"Yang bisa dilakukan wartawan adalah mencari sumber lain. Misalnya kursi kosong itu. Keterangan sumber lain itu, termasuk keterangan kursi kosong, justru bisa merugikan pejabat publik tersebut" demikian Dahlan (FB Catatan Dahlan Iskan 4 Oktober 2020)
Menurut Najwa, kehadiran pejabat seperti Menkes Dr. Terawan sangat diperlukan untuk memberi penjelasan kepada publik terkait situasi pandemi Covid-19 di Indonesia.
"Tak ada yang lebih otoritatif selain menteri untuk membahasakan kebijakan-kebijakan itu kepada publik, termasuk soal penanganan pandemi" kata Najwa, sebagaimana diberitakan oleh Kompas.Com (29/9/2020).
Najwa Tetaplah Professional
Banyak yang menyorot Najwa juga karena diduga hanya memberi kursi atau panggung kepada orang-orang tertentu, sebut misalnya seperti Anies Baswedan Gubernur DKI Jakarta yang dianggap lawan atau musuh Presiden Jokowi.
Ternyata terjawab sudah melalui "Drama Kursi Kosong" bahwa Najwa tidak pilih kasih menghadirkan narasumber untuk diberikan ruang. Tetap memberi waktu dan panggung pada Presiden Jokowi melalui Menkes Dr. Terawan.
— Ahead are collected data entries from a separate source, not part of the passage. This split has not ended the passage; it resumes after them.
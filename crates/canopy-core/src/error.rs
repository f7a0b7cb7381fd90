//! Error types for Canopy

use std::path::PathBuf;
use thiserror::Error;

#[derive(Debug, Error)]
pub enum CanopyError {
    // Geometry errors
    #[error("Projection failed for point {index}: {reason}")]
    ProjectionFailure { index: usize, reason: String },

    #[error("Degenerate geometry at point {index}: {reason}")]
    DegenerateGeometry { index: usize, reason: String },

    #[error("Invalid geometry at feature {feature_id}: {reason}")]
    InvalidGeometry { feature_id: String, reason: String },

    // Configuration errors
    #[error("Missing required configuration: {key}")]
    ConfigMissing { key: String },

    #[error("Invalid configuration value for {key}: {reason}")]
    ConfigInvalid { key: String, reason: String },

    // Collaborator errors
    #[error("Alert source error: {reason}")]
    Source { reason: String },

    #[error("Publish failed: {reason}")]
    Publish { reason: String },

    #[error("Failed to load reference layer {path}: {reason}")]
    LayerLoad { path: PathBuf, reason: String },

    // IO errors
    #[error("IO error: {0}")]
    Io(#[from] std::io::Error),

    // Serialization errors
    #[error("Serialization error: {0}")]
    Serialization(String),
}

impl CanopyError {
    /// Whether the error aborts the whole run rather than a single point
    pub fn is_fatal(&self) -> bool {
        !matches!(self, CanopyError::DegenerateGeometry { .. })
    }
}

pub type Result<T> = std::result::Result<T, CanopyError>;
//! In-memory spreadsheet for dry runs and tests.
//!
//! Uses `RwLock::unwrap()` intentionally. Lock poisoning only occurs when
//! another thread panicked while holding the lock, which is an unrecoverable
//! state.

use async_trait::async_trait;
use canopy_core::error::Result;
use canopy_core::ports::{Row, SheetBackend};
use std::collections::HashMap;
use std::sync::{Arc, RwLock};

/// Sheets held in a map, keyed by sheet name
#[derive(Debug, Clone, Default)]
pub struct MemorySheets {
    sheets: Arc<RwLock<HashMap<String, Vec<Row>>>>,
}

impl MemorySheets {
    pub fn new() -> Self {
        Self::default()
    }

    /// Snapshot of a sheet's rows
    pub fn rows(&self, sheet: &str) -> Vec<Row> {
        self.sheets.read().unwrap().get(sheet).cloned().unwrap_or_default()
    }

    /// Seed a sheet with rows, replacing its content
    pub fn seed(&self, sheet: &str, rows: Vec<Row>) {
        self.sheets.write().unwrap().insert(sheet.to_string(), rows);
    }
}

#[async_trait]
impl SheetBackend for MemorySheets {
    async fn read(&self, sheet: &str) -> Result<Vec<Row>> {
        Ok(self.rows(sheet))
    }

    async fn clear(&self, sheet: &str) -> Result<()> {
        self.sheets.write().unwrap().remove(sheet);
        Ok(())
    }

    async fn write(&self, sheet: &str, rows: &[Row]) -> Result<()> {
        let mut sheets = self.sheets.write().unwrap();
        let target = sheets.entry(sheet.to_string()).or_default();
        // Overwrites from the top-left cell; rows below the write survive
        for (i, row) in rows.iter().enumerate() {
            if i < target.len() {
                target[i] = row.clone();
            } else {
                target.push(row.clone());
            }
        }
        Ok(())
    }

    async fn append(&self, sheet: &str, rows: &[Row]) -> Result<()> {
        self.sheets.write().unwrap().entry(sheet.to_string()).or_default().extend_from_slice(rows);
        Ok(())
    }
}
Artinya Najwa tetap menunjukkan integritasnya selaku jurnalis professional, tergantung momentum atau issu yang hangat pasti diangkatnya.
Sensitifitas Pejabat Publik
Pejabat publik itu harus bekerja dan berkomunikasi dengan baik. Karena bekerja bagus dan komunikasi buruk, ya hasilnya akan minus alias rusak. Publik pasti antipati dan kecewa. Jabatan publik harusnya memiliki sensitifitas komunikasi yang baik kepada publik.
Begitu pula para pembela atau pendukung Dr. Terawan terkesan subyektifitas dalam membela dan memberi pernyataan yang ingin memojokkan Najwa, kelirulah bila orang membully Najwa.
Najwa sebagai jurnalis, sah-sah saja menggunakan berbagai cara atau strategi mengejar narasumber. Itulah kepiawaian Najwa yang bekerja secara professional.
Pertanyaannya "Memangnya kenapa Dokter Terawan tidak mau hadiri undangan Najwa" Adakah yang salah dilakukan oleh Anda selaku Menkes, khususnya dalam menyikapi pandemi Covid-19 ???